El amor surge de la mezcla de fluidos, de la baba de todo el cuerpo que arde. También la vida nueva viene envuelta en baba. La sangre bien podría ocupar el lugar del alma también, pensarán muchos: su color grita, impresiona, atrae e indica claramente de dónde vengo y cuál fue mi destino, pero la baba también puede hacerlo y es transparente, en su estado puro, es una membrana fluida más cercana a lo luminoso.
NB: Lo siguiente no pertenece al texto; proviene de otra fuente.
//! Parameterization implementation
//!
//! This module provides the [`Parameterization`] struct, which groups one
//! [`Parameter`] per physical property of the layered-earth model.

use std::collections::BTreeMap;
use std::fmt;

use serde::{Deserialize, Serialize};

use crate::config::LayeringConfig;
use crate::error::Result;
use crate::parameters::parameter::{Parameter, RawParameter};
use crate::parameters::scheme::ParameterSpec;

/// Physical property described by a parameter
#[derive(Debug, Clone, Copy, PartialEq, Eq, PartialOrd, Ord, Hash, Serialize, Deserialize)]
pub enum Property {
    /// Compression-wave velocity
    #[serde(rename = "vp")]
    Vp,

    /// Poisson's ratio
    #[serde(rename = "pr")]
    Pr,

    /// Shear-wave velocity
    #[serde(rename = "vs")]
    Vs,

    /// Mass density
    #[serde(rename = "rh")]
    Rh,
}

impl Property {
    pub fn as_str(&self) -> &'static str {
        match self {
            Property::Vp => "vp",
            Property::Pr => "pr",
            Property::Vs => "vs",
            Property::Rh => "rh",
        }
    }
}

impl fmt::Display for Property {
    fn fmt(&self, f: &mut fmt::Formatter<'_>) -> fmt::Result {
        f.write_str(self.as_str())
    }
}

/// One parameter per physical property
///
/// # Examples
///
/// ```
/// use swparam_rs::parameters::{Parameter, Parameterization, Property};
///
/// let mut model = Parameterization::new();
/// model.insert(Property::Vs, Parameter::from_lr(1.0, 30.0, 2.0, 100.0, 400.0, false, 2.0).unwrap());
/// model.insert(Property::Rh, Parameter::from_fixed(2000.0).unwrap());
///
/// assert_eq!(model.len(), 2);
/// assert_eq!(model.get(Property::Vs).unwrap().nlayers(), 6);
/// ```
#[derive(Debug, Clone, Default, PartialEq, Serialize, Deserialize)]
pub struct Parameterization {
    params: BTreeMap<Property, Parameter>,
}

impl Parameterization {
    /// Create an empty parameterization
    pub fn new() -> Self {
        Self::default()
    }

    /// Build every spec with `config`, failing on the first invalid one.
    pub fn from_specs<I>(specs: I, config: &LayeringConfig) -> Result<Self>
    where
        I: IntoIterator<Item = (Property, ParameterSpec)>,
    {
        let mut model = Self::new();
        for (property, spec) in specs {
            model.insert(property, spec.build(config)?);
        }
        Ok(model)
    }

    /// Set the parameter for `property`, returning the one it replaces.
    pub fn insert(&mut self, property: Property, param: Parameter) -> Option<Parameter> {
        self.params.insert(property, param)
    }

    pub fn get(&self, property: Property) -> Option<&Parameter> {
        self.params.get(&property)
    }

    pub fn remove(&mut self, property: Property) -> Option<Parameter> {
        self.params.remove(&property)
    }

    pub fn contains(&self, property: Property) -> bool {
        self.params.contains_key(&property)
    }

    pub fn len(&self) -> usize {
        self.params.len()
    }

    pub fn is_empty(&self) -> bool {
        self.params.is_empty()
    }

    /// Iterate in property order (vp, pr, vs, rh)
    pub fn iter(&self) -> impl Iterator<Item = (Property, &Parameter)> {
        self.params.iter().map(|(property, param)| (*property, param))
    }

    /// Serialize to pretty JSON text
    pub fn to_json(&self) -> Result<String> {
        Ok(serde_json::to_string_pretty(self)?)
    }

    /// Parse from JSON text; every parameter is re-validated.
    ///
    /// Validation failures keep their own error class rather than surfacing
    /// as JSON errors.
    pub fn from_json(json: &str) -> Result<Self> {
        let raw: RawParameterization = serde_json::from_str(json)?;
        let params = raw
            .params
            .into_iter()
            .map(|(property, param)| Parameter::try_from(param).map(|param| (property, param)))
            .collect::<Result<BTreeMap<_, _>>>()?;
        Ok(Self { params })
    }
}

/// Unvalidated serialized form of a [`Parameterization`]
#[derive(Debug, Deserialize)]
struct RawParameterization {
    params: BTreeMap<Property, RawParameter>,
}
Está claro que cualquier persona cabal dirá que toda esta disertación es absurda, y tendrá razón. A mi favor diré que a los otros fluidos no puedo sentirlos como sí siento la baba en la boca, y entonces pienso si Dios siempre está conmigo, por qué no pensar, y me arriesgo mucho, lo sé; pero ¿por qué no pensar que Dios vive en la boca y que es baboso y pegajoso? Pienso que él es pura y fresca baba que en ocasiones arrojo al lavabo y a la calle, pero siempre se regenera en mí, envolviendo mi lengua; a mi hermoso bebé, que habla con las otras lenguas de las otras bocas, necesariamente llenas de baba.
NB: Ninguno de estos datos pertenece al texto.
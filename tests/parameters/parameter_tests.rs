//! Integration tests for the Parameter struct
//!
//! These tests verify that Parameter construction behaves correctly in various scenarios.

use swparam_rs::parameters::{Advisory, Bounds, Envelope, Parameter, Scheme};
use swparam_rs::{ConsistencyCheck, LayeringConfig, SwParamError};

use crate::test_helpers::{assert_invariants, slice_approx_eq};

#[test]
fn test_every_scheme_satisfies_invariants() {
    let params = vec![
        Parameter::from_fixed(300.0).unwrap(),
        Parameter::from_ftl(5, 2.0, 100.0, 200.0, false).unwrap(),
        Parameter::from_ln_thickness(1.0, 30.0, 3, 100.0, 200.0, false, 2.0).unwrap(),
        Parameter::from_lni(1.0, 30.0, 3, 100.0, 200.0, true, 2.0, 1.2).unwrap(),
        Parameter::from_ln_depth(1.0, 30.0, 3, 100.0, 200.0, false, 2.0).unwrap(),
        Parameter::from_lr(1.0, 30.0, 2.0, 100.0, 200.0, false, 2.0).unwrap(),
        Parameter::from_lr(0.8, 55.0, 1.3, 100.0, 200.0, true, 3.0).unwrap(),
    ];

    for param in &params {
        assert_invariants(param);
    }
}

#[test]
fn test_ftl_layers() {
    let param = Parameter::from_ftl(5, 2.0, 100.0, 200.0, false).unwrap();

    assert_eq!(param.nlayers(), 5);
    assert_eq!(param.extent_min(), &[2.0; 5]);
    assert_eq!(param.extent_max(), &[2.0; 5]);
    assert_eq!(param.value_min(), &[100.0; 5]);
    assert_eq!(param.value_max(), &[200.0; 5]);
    assert_eq!(param.reversal_allowed(), &[false; 5]);
}

#[test]
fn test_fixed_value() {
    let param = Parameter::from_fixed(300.0).unwrap();
    assert_eq!(param.nlayers(), 1);
    assert_eq!(param.value_min(), &[300.0]);
    assert_eq!(param.value_max(), &[300.0]);
    assert_eq!(param.reversal_allowed(), &[false]);

    assert!(Parameter::from_fixed(-1.0).unwrap_err().is_value_error());
    assert!(Parameter::from_fixed(f64::NAN).unwrap_err().is_type_error());
}

#[test]
fn test_ln_thickness_bounds() {
    let param = Parameter::from_ln_thickness(1.0, 30.0, 3, 100.0, 200.0, false, 2.0).unwrap();
    assert!(slice_approx_eq(
        param.extent_min(),
        &[1.0 / 3.0, 1.0 / 3.0, 1.0 / 3.0],
        1e-12
    ));
    assert!(slice_approx_eq(param.extent_max(), &[5.0, 5.0, 5.0], 1e-12));
}

#[test]
fn test_lni_requires_growth_factor() {
    for factor in [1.0, 0.5, -2.0] {
        let err = Parameter::from_lni(1.0, 30.0, 3, 100.0, 200.0, false, 2.0, factor).unwrap_err();
        assert!(err.is_value_error(), "factor {} should be rejected", factor);
    }
}

#[test]
fn test_lr_ends_in_half_space() {
    for (wmin, wmax, ratio, depth_factor) in [
        (1.0, 30.0, 2.0, 2.0),
        (1.0, 20.0, 3.0, 2.0),
        (2.0, 150.0, 1.2, 2.0),
        (3.0, 90.0, 2.5, 4.0),
    ] {
        let param =
            Parameter::from_lr(wmin, wmax, ratio, 100.0, 400.0, false, depth_factor).unwrap();
        let dmax = wmax / depth_factor;
        let n = param.nlayers();

        assert_eq!(param.extent_min()[n - 1], dmax);
        assert_eq!(param.extent_max()[n - 1], dmax + 1.0);
        assert_eq!(param.extent_max()[n - 2], dmax);
        assert_eq!(param.value_min().len(), n);
        assert_invariants(&param);
    }
}

#[test]
fn test_lr_bad_ratio() {
    let err = Parameter::from_lr(1.0, 30.0, 1.0, 100.0, 400.0, false, 2.0).unwrap_err();
    assert!(err.is_value_error());
}

#[test]
fn test_soft_corrections() {
    let swapped = Parameter::from_lr(30.0, 1.0, 2.0, 100.0, 400.0, false, 2.0).unwrap();
    let ordered = Parameter::from_lr(1.0, 30.0, 2.0, 100.0, 400.0, false, 2.0).unwrap();
    assert_eq!(swapped, ordered);
    assert!(ordered.advisories().is_empty());
    assert!(matches!(
        swapped.advisories(),
        [Advisory::WavelengthsSwapped { .. }]
    ));

    let clamped = Parameter::from_ln_depth(1.0, 30.0, 3, 100.0, 200.0, false, 0.5).unwrap();
    assert_eq!(clamped.extent_max(), &[15.0; 3]);
    assert_eq!(clamped.layering_inputs().unwrap().depth_factor, 2.0);
}

#[test]
fn test_equality_is_structural() {
    let ftl = Parameter::from_ftl(3, 2.0, 100.0, 200.0, false).unwrap();
    let custom = Parameter::new(
        Scheme::Custom,
        vec![2.0; 3],
        vec![2.0; 3],
        vec![100.0; 3],
        vec![200.0; 3],
        vec![false; 3],
    )
    .unwrap();
    assert_eq!(ftl, custom);

    // Any single element differing breaks equality
    let sequences = [
        (vec![2.0, 2.0, 1.0], vec![2.0; 3], vec![100.0; 3], vec![200.0; 3], vec![false; 3]),
        (vec![2.0; 3], vec![2.0, 2.0, 3.0], vec![100.0; 3], vec![200.0; 3], vec![false; 3]),
        (vec![2.0; 3], vec![2.0; 3], vec![100.0, 90.0, 100.0], vec![200.0; 3], vec![false; 3]),
        (vec![2.0; 3], vec![2.0; 3], vec![100.0; 3], vec![200.0, 200.0, 250.0], vec![false; 3]),
        (vec![2.0; 3], vec![2.0; 3], vec![100.0; 3], vec![200.0; 3], vec![false, true, false]),
    ];
    for (emin, emax, vmin, vmax, rev) in sequences {
        let other = Parameter::new(Scheme::Ftl, emin, emax, vmin, vmax, rev).unwrap();
        assert_ne!(ftl, other);
    }
}

#[test]
fn test_equality_ignores_provenance() {
    let a = Parameter::from_lni(1.0, 30.0, 3, 100.0, 200.0, false, 2.0, 1.2).unwrap();
    let b = Parameter::from_lni(1.0, 30.0, 3, 100.0, 200.0, false, 2.0, 1.8).unwrap();
    assert_ne!(a.scheme_aux_value(), b.scheme_aux_value());
    assert_eq!(a, b);

    // LN-depth and LNI produce the same sequences for the same inputs
    let depth = Parameter::from_ln_depth(1.0, 30.0, 3, 100.0, 200.0, false, 2.0).unwrap();
    assert_eq!(a, depth);
}

#[test]
fn test_consistency_policy_is_configurable() {
    let build = |config: &LayeringConfig| {
        Parameter::with_config(
            Scheme::Custom,
            vec![1.0, 2.0],
            vec![2.0, 3.0],
            vec![1.0, 1.0, 1.0],
            vec![2.0, 2.0, 2.0],
            vec![false, false],
            config,
        )
    };

    assert!(build(&LayeringConfig::default()).is_ok());
    let err = build(&LayeringConfig::default().with_consistency(ConsistencyCheck::Strict))
        .unwrap_err();
    assert!(matches!(err, SwParamError::InconsistentLayers { .. }));
}

#[test]
fn test_layer_count_is_capped_for_every_scheme() {
    let n = usize::MAX;
    for result in [
        Parameter::from_ftl(n, 1.0, 1.0, 2.0, false),
        Parameter::from_ln_thickness(1.0, 30.0, n, 1.0, 2.0, false, 2.0),
        Parameter::from_lni(1.0, 30.0, 1001, 1.0, 2.0, false, 2.0, 1.2),
        Parameter::from_ln_depth(1.0, 30.0, n, 1.0, 2.0, false, 2.0),
    ] {
        let err = result.unwrap_err();
        assert!(err.is_value_error());
        assert!(matches!(err, SwParamError::LayerLimitExceeded { limit: 1000 }));
    }
    assert!(Parameter::from_ftl(1000, 1.0, 1.0, 2.0, false).is_ok());
}

#[test]
fn test_lr_rejects_depth_too_large_for_half_space() {
    let err = Parameter::from_lr(1.0, 1e17, 2.0, 100.0, 200.0, false, 2.0).unwrap_err();
    assert!(err.is_value_error());
    assert!(matches!(err, SwParamError::InvalidValue { .. }));
}

#[test]
fn test_envelope_follows_parameter() {
    let param = Parameter::from_ftl(2, 3.0, 100.0, 300.0, false).unwrap();
    let envelope = Envelope::from_parameter(&param);

    assert_eq!(envelope.rectangles().len(), 2);
    assert_eq!(envelope.rectangles()[0].value, Bounds { min: 100.0, max: 300.0 });
    assert_eq!(envelope.max_extent(), 3.0);
    assert_eq!(envelope.example_profile().len(), 4);
}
Dejo de tomar agua por varios días para experimentar, la boca se me reseca y la baba desaparece, quizá pase lo mismo con las vísceras: se vuelven como una boca seca, y la presencia de Dios comenzó a menguar. Entonces tomé agua y me regresó el alma al cuerpo y la siento por la boca. He llegado incluso a pensar que la baba es la responsable de mi capacidad para olvidar. Porque para mí es muy claro que la creatividad humana reside en el olvido. Las máquinas no tienen baba y tampoco olvidan; las máquinas sí tienen claramente un alma de luz, y eso, quizá, debería preocuparnos.